Further work into microbiomes and ICB responses

“This study was observational and exploratory, so we cannot comment on the direction of causality of the associations between microbial abundances and response,” Gunjur explained, highlighting some limitations to the study. “The lack of longitudinal stool sampling precluded any analysis of temporal changes in the gut microbiome as a result of ICB therapy.”

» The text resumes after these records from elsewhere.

//! Display formatting utilities for CLI output

use colored::*;

use crate::model::{AddressRecord, Poi, SearchHit, Venue};
use crate::server::types::LogEntry;

/// Format an integer with thousands separators
pub fn format_count(value: u64) -> String {
  let digits = value.to_string();
  let mut out = String::new();
  for (idx, ch) in digits.chars().enumerate() {
    if idx > 0 && (digits.len() - idx) % 3 == 0 {
      out.push(',');
    }
    out.push(ch);
  }
  out
}

/// Placeholder for absent values
pub fn dash() -> String {
  "-".to_string()
}

/// Print one labeled statistic line
pub fn stat_line(label: &str, value: &str) {
  println!("  {:<24} {}", format!("{label}:").bold(), value);
}

/// One-line POI summary
pub fn poi_line(poi: &Poi) -> String {
  let title = if poi.title.is_empty() { dash() } else { poi.title.clone() };
  let category = if poi.category.is_empty() { dash() } else { poi.category.clone() };
  format!(
    "{} {} {} ({} reviews)",
    "•".cyan(),
    title.bold(),
    format!("[{category}]").blue(),
    format_count(poi.reviews).yellow()
  )
}

/// One-line venue summary
pub fn venue_line(venue: &Venue) -> String {
  let address = if venue.address.is_empty() { dash() } else { venue.address.clone() };
  format!("{} {} {}", "•".cyan(), venue.title.bold(), address.dimmed())
}

/// One-line search hit summary
pub fn search_hit_line(hit: &SearchHit) -> String {
  format!("{} {} {}", format!("[{}]", hit.kind).magenta(), hit.venue.title.bold(), hit.venue.address.dimmed())
}

/// One-line address record summary
pub fn address_line(record: &AddressRecord) -> String {
  let address = if record.address.is_empty() { dash() } else { record.address.clone() };
  format!("{} {} {}", "•".cyan(), record.title.bold(), address.dimmed())
}

/// Render one log entry, with its context parts indented beneath it
pub fn print_log_entry(entry: &LogEntry) {
  let level_colored = match entry.level.as_str() {
    "error" => entry.level.red().bold(),
    "warn" => entry.level.yellow().bold(),
    "info" => entry.level.blue().bold(),
    "debug" => entry.level.green(),
    "success" => entry.level.bright_green().bold(),
    _ => entry.level.normal(),
  };

  println!("{} [{}] {}", entry.timestamp.to_string().cyan(), level_colored, entry.message);

  let Some(context) = &entry.context else {
    return;
  };

  let mut context_parts = Vec::new();

  if let Some(request_id) = &context.request_id {
    context_parts.push(format!("request_id: {}", request_id.bright_blue()));
  }

  if let Some(method) = &context.method {
    context_parts.push(format!("method: {}", method.magenta().bold()));
  }

  if let Some(path) = &context.path {
    context_parts.push(format!("path: {}", path.cyan()));
  }

  if let Some(user_agent) = &context.user_agent {
    context_parts.push(format!("user_agent: {}", user_agent.white().dimmed()));
  }

  if let Some(status_code) = context.status_code {
    let status_color = match status_code {
      200..=299 => status_code.to_string().green(),
      300..=399 => status_code.to_string().yellow(),
      400..=499 => status_code.to_string().red(),
      500..=599 => status_code.to_string().bright_red().bold(),
      _ => status_code.to_string().white(),
    };
    context_parts.push(format!("status: {status_color}"));
  }

  if let Some(duration) = context.duration_ms {
    let duration_color = if duration < 1.0 {
      format!("{duration:.2}ms").bright_green()
    } else if duration < 10.0 {
      format!("{duration:.2}ms").green()
    } else if duration < 100.0 {
      format!("{duration:.2}ms").yellow()
    } else {
      format!("{duration:.2}ms").red()
    };
    context_parts.push(format!("duration: {duration_color}"));
  }

  if !context_parts.is_empty() {
    for part in context_parts {
      println!("  {} {}", "└─".white().dimmed(), part);
    }
    println!();
  }
}

#[cfg(test)]
mod tests {
  use super::*;

  #[test]
  fn format_count_groups_thousands() {
    assert_eq!(format_count(0), "0");
    assert_eq!(format_count(999), "999");
    assert_eq!(format_count(1000), "1,000");
    assert_eq!(format_count(1234567), "1,234,567");
  }

  #[test]
  fn poi_line_substitutes_dashes_for_empty_fields() {
    let poi = Poi {
      latitude: 0.0,
      longitude: 0.0,
      title: String::new(),
      category: String::new(),
      reviews: 3,
      address: String::new(),
      postal_code: String::new(),
      source: String::new(),
      total_score: 0.0,
      ratings: Default::default(),
    };
    let line = poi_line(&poi);
    assert!(line.contains('-'));
  }
}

“We believe a key next step is to better understand how strain-variation of key species highlighted in this study affects host immunity and ultimately anti-cancer immune responses,” he added. “As such, we are curating a collection of strains from these key species, isolated from patients or healthy participants, to better define intra-species variation in functions, metabolism and interactions with host or cancer cells.”

Reference: Gunjur A, Shao Y, Rozday T, et al. A gut microbial signature for combination immune checkpoint blockade across cancer types. Nat Med. 2024:1-13. doi: 10.1038/s41591-024-02823-z

Dr. Ashray Gunjur was speaking to Dr. Sarah Whelan, Science Writer for Technology Networks.

About the interviewee:

Dr. Ashray Gunjur is a clinical research training fellow at the Wellcome Sanger Institute, where he is undertaking a clinical PhD. His research focuses on the gut microbiome and predictive biomarkers for immune checkpoint blockade responses and toxicity. Ashray is also a qualified medical oncologist and received his MBBS (Hons) from the University of Melbourne in 2012.